Required work: Return, word for word, only the lines of the data below that lie between the line with "after stage-2 scoring." and the line with "to downstream synthesis.", those two lines included.

Task data:
###
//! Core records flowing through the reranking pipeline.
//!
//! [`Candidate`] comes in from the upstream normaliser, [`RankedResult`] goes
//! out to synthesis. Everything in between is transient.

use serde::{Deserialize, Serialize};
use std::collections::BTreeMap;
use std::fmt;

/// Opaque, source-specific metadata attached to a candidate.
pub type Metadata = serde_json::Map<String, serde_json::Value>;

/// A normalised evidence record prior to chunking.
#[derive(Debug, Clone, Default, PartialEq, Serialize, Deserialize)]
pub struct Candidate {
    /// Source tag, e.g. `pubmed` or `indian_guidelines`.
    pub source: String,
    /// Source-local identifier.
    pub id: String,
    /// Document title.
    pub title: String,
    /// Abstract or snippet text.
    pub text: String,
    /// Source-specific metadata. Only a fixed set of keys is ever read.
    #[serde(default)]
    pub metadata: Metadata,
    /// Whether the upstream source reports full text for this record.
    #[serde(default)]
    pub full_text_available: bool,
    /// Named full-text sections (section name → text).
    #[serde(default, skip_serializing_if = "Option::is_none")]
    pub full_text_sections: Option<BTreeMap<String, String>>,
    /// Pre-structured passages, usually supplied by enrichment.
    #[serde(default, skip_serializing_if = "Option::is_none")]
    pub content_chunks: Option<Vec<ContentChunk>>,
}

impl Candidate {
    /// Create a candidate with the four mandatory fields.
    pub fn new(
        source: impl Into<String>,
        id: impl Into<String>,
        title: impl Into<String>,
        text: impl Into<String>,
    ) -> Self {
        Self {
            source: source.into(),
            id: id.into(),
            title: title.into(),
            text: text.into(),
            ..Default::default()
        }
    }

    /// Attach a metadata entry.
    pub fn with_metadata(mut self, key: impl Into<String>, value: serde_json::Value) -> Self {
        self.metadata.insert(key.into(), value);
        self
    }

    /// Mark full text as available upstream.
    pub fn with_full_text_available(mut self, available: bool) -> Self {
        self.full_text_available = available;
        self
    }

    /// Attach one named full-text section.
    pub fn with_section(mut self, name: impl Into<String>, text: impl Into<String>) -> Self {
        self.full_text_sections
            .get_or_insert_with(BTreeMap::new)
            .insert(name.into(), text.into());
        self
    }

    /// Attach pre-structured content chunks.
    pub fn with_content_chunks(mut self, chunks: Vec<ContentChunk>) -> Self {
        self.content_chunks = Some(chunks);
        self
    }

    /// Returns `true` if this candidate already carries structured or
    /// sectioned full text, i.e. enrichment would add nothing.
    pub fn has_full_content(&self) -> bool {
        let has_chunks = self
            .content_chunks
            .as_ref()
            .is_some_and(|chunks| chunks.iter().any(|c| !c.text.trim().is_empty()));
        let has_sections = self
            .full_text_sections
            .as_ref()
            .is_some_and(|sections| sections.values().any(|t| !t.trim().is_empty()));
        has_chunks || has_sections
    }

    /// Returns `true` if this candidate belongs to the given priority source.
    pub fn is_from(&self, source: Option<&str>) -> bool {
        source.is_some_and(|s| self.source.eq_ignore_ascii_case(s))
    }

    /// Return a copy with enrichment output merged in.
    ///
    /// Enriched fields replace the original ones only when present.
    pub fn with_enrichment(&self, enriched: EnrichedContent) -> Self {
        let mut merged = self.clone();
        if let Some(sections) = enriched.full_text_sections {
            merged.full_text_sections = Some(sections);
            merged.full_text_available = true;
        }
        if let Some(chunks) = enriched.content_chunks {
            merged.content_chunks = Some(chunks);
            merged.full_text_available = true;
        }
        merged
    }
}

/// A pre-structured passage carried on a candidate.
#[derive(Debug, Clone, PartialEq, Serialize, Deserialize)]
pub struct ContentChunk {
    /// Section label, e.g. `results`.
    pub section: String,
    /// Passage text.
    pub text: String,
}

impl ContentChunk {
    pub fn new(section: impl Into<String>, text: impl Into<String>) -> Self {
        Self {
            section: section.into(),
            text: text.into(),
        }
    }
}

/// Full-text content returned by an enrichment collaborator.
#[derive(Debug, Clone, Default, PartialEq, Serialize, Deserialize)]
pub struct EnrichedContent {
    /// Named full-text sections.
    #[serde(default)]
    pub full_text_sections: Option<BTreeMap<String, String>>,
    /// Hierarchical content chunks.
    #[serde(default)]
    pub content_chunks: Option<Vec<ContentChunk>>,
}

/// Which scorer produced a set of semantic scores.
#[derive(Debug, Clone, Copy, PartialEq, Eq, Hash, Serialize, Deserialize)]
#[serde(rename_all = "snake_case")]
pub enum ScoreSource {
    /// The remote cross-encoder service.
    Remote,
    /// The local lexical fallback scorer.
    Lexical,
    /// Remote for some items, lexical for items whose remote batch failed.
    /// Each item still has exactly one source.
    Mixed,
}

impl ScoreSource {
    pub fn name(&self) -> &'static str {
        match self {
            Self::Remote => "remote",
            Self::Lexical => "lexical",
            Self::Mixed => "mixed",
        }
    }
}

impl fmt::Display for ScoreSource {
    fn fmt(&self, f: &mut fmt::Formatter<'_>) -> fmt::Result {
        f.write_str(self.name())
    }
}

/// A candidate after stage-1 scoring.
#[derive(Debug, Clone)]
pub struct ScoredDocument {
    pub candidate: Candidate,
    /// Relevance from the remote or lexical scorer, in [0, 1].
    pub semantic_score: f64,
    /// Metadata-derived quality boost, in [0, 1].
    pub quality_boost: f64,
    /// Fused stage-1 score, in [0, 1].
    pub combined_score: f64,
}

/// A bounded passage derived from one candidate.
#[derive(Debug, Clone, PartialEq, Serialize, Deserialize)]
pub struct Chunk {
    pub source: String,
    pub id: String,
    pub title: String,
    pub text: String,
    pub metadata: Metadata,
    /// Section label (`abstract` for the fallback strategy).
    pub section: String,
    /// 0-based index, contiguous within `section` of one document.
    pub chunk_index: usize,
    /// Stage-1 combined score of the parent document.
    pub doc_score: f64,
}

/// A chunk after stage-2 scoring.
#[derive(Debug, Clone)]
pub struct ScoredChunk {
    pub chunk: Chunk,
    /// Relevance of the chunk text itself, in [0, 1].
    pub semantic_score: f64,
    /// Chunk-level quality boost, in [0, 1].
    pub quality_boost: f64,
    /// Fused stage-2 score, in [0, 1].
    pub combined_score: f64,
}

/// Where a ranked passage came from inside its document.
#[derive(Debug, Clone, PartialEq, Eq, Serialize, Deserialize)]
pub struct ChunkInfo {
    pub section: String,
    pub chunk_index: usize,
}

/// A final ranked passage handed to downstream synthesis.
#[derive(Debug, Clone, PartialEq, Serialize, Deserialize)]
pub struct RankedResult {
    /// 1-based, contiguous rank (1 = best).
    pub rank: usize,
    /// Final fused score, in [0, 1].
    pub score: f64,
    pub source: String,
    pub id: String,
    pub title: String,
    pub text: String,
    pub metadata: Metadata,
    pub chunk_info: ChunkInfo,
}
###
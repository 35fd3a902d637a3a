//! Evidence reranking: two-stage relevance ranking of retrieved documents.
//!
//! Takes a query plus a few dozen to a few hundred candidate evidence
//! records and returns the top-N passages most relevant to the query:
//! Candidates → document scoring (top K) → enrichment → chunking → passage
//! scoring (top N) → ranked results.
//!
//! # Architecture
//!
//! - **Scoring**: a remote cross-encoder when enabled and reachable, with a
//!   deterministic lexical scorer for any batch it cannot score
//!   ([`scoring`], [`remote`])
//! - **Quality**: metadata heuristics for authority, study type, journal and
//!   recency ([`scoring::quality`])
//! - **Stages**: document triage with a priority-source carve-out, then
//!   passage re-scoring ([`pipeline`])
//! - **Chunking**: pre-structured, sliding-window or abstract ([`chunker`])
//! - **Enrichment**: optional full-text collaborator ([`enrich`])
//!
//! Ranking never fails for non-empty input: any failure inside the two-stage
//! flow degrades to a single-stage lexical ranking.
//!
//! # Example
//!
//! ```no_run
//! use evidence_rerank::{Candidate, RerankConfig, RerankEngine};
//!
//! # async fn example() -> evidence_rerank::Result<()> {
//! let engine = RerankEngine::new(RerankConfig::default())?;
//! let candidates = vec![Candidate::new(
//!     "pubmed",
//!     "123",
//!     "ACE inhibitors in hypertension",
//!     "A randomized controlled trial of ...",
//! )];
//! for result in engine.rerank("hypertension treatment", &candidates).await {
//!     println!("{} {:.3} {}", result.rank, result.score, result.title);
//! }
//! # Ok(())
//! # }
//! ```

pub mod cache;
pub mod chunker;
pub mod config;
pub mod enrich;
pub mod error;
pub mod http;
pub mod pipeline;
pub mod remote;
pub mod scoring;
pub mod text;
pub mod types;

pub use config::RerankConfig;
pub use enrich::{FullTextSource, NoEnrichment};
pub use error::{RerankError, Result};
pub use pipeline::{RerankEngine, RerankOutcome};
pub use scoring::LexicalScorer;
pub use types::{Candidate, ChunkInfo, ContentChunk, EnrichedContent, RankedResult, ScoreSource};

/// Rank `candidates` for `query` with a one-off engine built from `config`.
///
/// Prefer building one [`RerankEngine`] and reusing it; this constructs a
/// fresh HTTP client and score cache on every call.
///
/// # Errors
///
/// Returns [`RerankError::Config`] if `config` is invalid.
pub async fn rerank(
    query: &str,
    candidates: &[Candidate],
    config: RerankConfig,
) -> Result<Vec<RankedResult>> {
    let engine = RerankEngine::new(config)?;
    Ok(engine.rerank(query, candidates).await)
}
###
Solution below:
/// A chunk after stage-2 scoring.
#[derive(Debug, Clone)]
pub struct ScoredChunk {
    pub chunk: Chunk,
    /// Relevance of the chunk text itself, in [0, 1].
    pub semantic_score: f64,
    /// Chunk-level quality boost, in [0, 1].
    pub quality_boost: f64,
    /// Fused stage-2 score, in [0, 1].
    pub combined_score: f64,
}

/// Where a ranked passage came from inside its document.
#[derive(Debug, Clone, PartialEq, Eq, Serialize, Deserialize)]
pub struct ChunkInfo {
    pub section: String,
    pub chunk_index: usize,
}

/// A final ranked passage handed to downstream synthesis.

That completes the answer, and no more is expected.